## Task to carry out
Every line from the one containing "let mut pair = [Address::ZERO; 2];" to the one containing "pub struct PaymentPayloadResponse" in the records below, both included, must be set down exactly, and no other line.

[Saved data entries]
━━━━━━
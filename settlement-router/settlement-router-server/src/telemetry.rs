//! Logging setup

use tracing_subscriber::{
    filter::{EnvFilter, LevelFilter},
    fmt,
    layer::SubscriberExt,
    util::SubscriberInitExt,
};

/// Configure the logging subscriber
///
/// The level defaults to `INFO` and is overridden by `RUST_LOG`
pub fn setup_logging(json: bool) {
    let filter =
        EnvFilter::builder().with_default_directive(LevelFilter::INFO.into()).from_env_lossy();
    let registry = tracing_subscriber::registry().with(filter);

    if json {
        registry
            .with(fmt::layer().with_file(true).with_line_number(true).json().flatten_event(true))
            .init();
    } else {
        registry.with(fmt::layer().with_file(true).with_line_number(true)).init();
    }
}
//! Payment-side types: price feed conversion details and built payloads

use alloy_primitives::{Address, Bytes, U256};
use serde::{Deserialize, Serialize};

use crate::{serialization::u256_string_serialization, token::TokenInfo};

/// The decimal precision of `PriceFeedDetails::approximate_rate`
pub const APPROXIMATE_RATE_DECIMALS: u8 = 8;

/// The direction in which a price feed conversion is applied
#[derive(Copy, Clone, Debug, PartialEq, Eq, Serialize, Deserialize)]
#[serde(rename_all = "lowercase")]
pub enum PaymentType {
    /// Convert the invoice currency into the token paid directly
    Direct,
    /// Convert the swap's output token into the invoice currency
    Swap,
}

/// The oracle conversion attached to a payment
#[derive(Clone, Debug, PartialEq, Serialize, Deserialize)]
#[serde(rename_all = "camelCase")]
pub struct PriceFeedDetails {
    /// Up to two feed addresses, the zero address meaning no conversion at
    /// that position
    pub feed_addresses: Vec<Address>,
    /// The conversion rate as a fixed 8-decimal fraction
    #[serde(with = "u256_string_serialization")]
    pub approximate_rate: U256,
    /// The invoice amount after conversion
    #[serde(with = "u256_string_serialization")]
    pub converted_amount: U256,
    /// The decimal base of `converted_amount`
    pub decimals: u8,
}

impl PriceFeedDetails {
    /// The feed pair in the router's `address[2]` layout, zero-padded
    pub fn feed_pair(&self) -> [Address; 2] {
        let mut pair = [Address::ZERO; 2];
        for (slot, feed) in pair.iter_mut().zip(self.feed_addresses.iter()) {
            *slot = *feed;
        }
        pair
    }
}

/// A built payment call, as returned to API consumers
#[derive(Clone, Debug, Serialize, Deserialize)]
#[serde(rename_all = "camelCase")]
pub struct PaymentPayloadResponse {
    /// The token the receiver is paid in
    pub token_out: TokenInfo,
    /// The router function to call
    pub contract_function_name: String,
    /// The ordered call arguments, rendered as JSON
    pub contract_args: Vec<serde_json::Value>,
    /// The native value to attach
    #[serde(with = "u256_string_serialization")]
    pub value: U256,
    /// Whether the payment swaps
    pub is_swap: bool,
    /// The ABI-encoded calldata
    pub calldata: Bytes,
}
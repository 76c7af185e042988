//! Route handlers for the settlement router

use std::sync::Arc;

use itertools::Itertools;
use settlement_router_api::{
    payment::PaymentPayloadResponse,
    routes::{
        EstimatesRequest, PayloadRequest, PriceFeedRequest, QuotesRequest, SwapParamsQuery,
        SwapQuoteRequest,
    },
};
use warp::reply::Json;

use crate::{
    chain::RouterVersion,
    error::ApiError,
    estimation::{
        selection::{fetch_swap_quote, SwapQuoteParams},
        EstimationContext, NativePrice,
    },
    payload::{create_payload, v1::create_payload_v1, PaymentParams},
    price_feeds::resolve_price_feed_details,
    routing::venues::curve::swap_params::determine_swap_params,
    server::Server,
};

/// Convert an API error into a rejection
fn reject(e: ApiError) -> warp::Rejection {
    warp::reject::custom(e)
}

/// Handler for fetching every venue's quote
pub async fn quotes_handler(
    req: QuotesRequest,
    server: Arc<Server>,
) -> Result<Json, warp::Rejection> {
    server.chain_for(req.chain_id).map_err(reject)?;
    let token_in = server.token(&req.token_in).map_err(reject)?;
    let token_out = server.token(&req.token_out).map_err(reject)?;
    let slippage_bps = server.slippage_bps(req.slippage_bps, &token_in, &token_out);

    let quotes = server
        .aggregator
        .fetch_all_quotes(req.amount_out, &token_in, &token_out, slippage_bps, &req.exclude_venues)
        .await;
    Ok(warp::reply::json(&quotes))
}

/// Handler for fetching the cheapest swap route
pub async fn swap_quote_handler(
    req: SwapQuoteRequest,
    server: Arc<Server>,
) -> Result<Json, warp::Rejection> {
    let quotes = &req.quotes;
    server.chain_for(quotes.chain_id).map_err(reject)?;
    let token_in = server.token(&quotes.token_in).map_err(reject)?;
    let token_out = server.token(&quotes.token_out).map_err(reject)?;

    // Both the request and the invoice may exclude venues
    let excluded_venues = quotes
        .exclude_venues
        .iter()
        .chain(req.invoice.exclude_venues.iter())
        .copied()
        .unique()
        .collect_vec();

    let params = SwapQuoteParams {
        sender: req.sender,
        invoice: &req.invoice,
        amount_out: quotes.amount_out,
        token_in: &token_in,
        token_out: &token_out,
        slippage_bps: server.slippage_bps(quotes.slippage_bps, &token_in, &token_out),
        excluded_venues: &excluded_venues,
        native_price: NativePrice::from_parts(
            req.native_token_price,
            req.native_token_price_decimals,
        ),
        price_feed_details: req.price_feed_details.as_ref(),
    };

    let best = fetch_swap_quote(&server.aggregator, &server.evaluator, &params).await?;
    Ok(warp::reply::json(&best))
}

/// Handler for estimating candidate route costs
pub async fn estimates_handler(
    req: EstimatesRequest,
    server: Arc<Server>,
) -> Result<Json, warp::Rejection> {
    let chain = server.chain_for(req.chain_id).map_err(reject)?;
    let token_in = server.token(&req.token_in).map_err(reject)?;
    let token_out = server.token(&req.token_out).map_err(reject)?;
    let native_price = NativePrice::from_parts(
        Some(req.native_token_price),
        Some(req.native_token_price_decimals),
    )
    .ok_or_else(|| reject(ApiError::BadRequest("A native token price is required".to_string())))?;

    let ctx = EstimationContext {
        chain,
        sender: req.sender,
        invoice: &req.invoice,
        token_in: &token_in,
        token_out: &token_out,
        native_price,
        price_feed_details: req.price_feed_details.as_ref(),
    };
    let estimates = server.evaluator.fetch_estimates(&req.candidates, &ctx).await?;
    Ok(warp::reply::json(&estimates))
}

/// Handler for building a payment payload
pub async fn payload_handler(
    req: PayloadRequest,
    server: Arc<Server>,
) -> Result<Json, warp::Rejection> {
    let chain = server.chain_for(req.chain_id).map_err(reject)?;
    let token_in = server.token(&req.token_in).map_err(reject)?;

    let params = PaymentParams {
        chain,
        sender: req.sender,
        token_in: &token_in,
        invoice: &req.invoice,
        quote: req.quote.as_ref(),
        venue: req.venue,
        return_remainder: req.return_remainder,
        price_feed_details: req.price_feed_details.as_ref(),
    };
    let payload = match server.router_version {
        RouterVersion::V1 => create_payload_v1(&params)?,
        RouterVersion::V2 => create_payload(&params)?,
    };

    let resp: PaymentPayloadResponse = payload.to_response();
    Ok(warp::reply::json(&resp))
}

/// Handler for resolving a payment's oracle conversion
pub async fn price_feed_handler(
    req: PriceFeedRequest,
    server: Arc<Server>,
) -> Result<Json, warp::Rejection> {
    let chain = server.chain_for(req.chain_id).map_err(reject)?;
    let token = server.token(&req.token).map_err(reject)?;

    let details = resolve_price_feed_details(
        server.feeds.as_ref(),
        chain,
        server.router_version,
        &req.invoice,
        &token,
        req.payment_type,
    )
    .await?;
    Ok(warp::reply::json(&details))
}

/// Handler for resolving a Curve hop's swap parameters
pub async fn swap_params_handler(
    query: SwapParamsQuery,
    server: Arc<Server>,
) -> Result<Json, warp::Rejection> {
    let chain = server.chain_for(query.chain_id).map_err(reject)?;
    let params = determine_swap_params(chain, &query.pool, &query.token_in, &query.token_out)?;

    let resp = [params.in_index, params.out_index, u32::from(params.swap_type)];
    Ok(warp::reply::json(&resp))
}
━━━━━━
## Exercise response
        let mut pair = [Address::ZERO; 2];
        for (slot, feed) in pair.iter_mut().zip(self.feed_addresses.iter()) {
            *slot = *feed;
        }
        pair
    }
}

/// A built payment call, as returned to API consumers
#[derive(Clone, Debug, Serialize, Deserialize)]
#[serde(rename_all = "camelCase")]
pub struct PaymentPayloadResponse {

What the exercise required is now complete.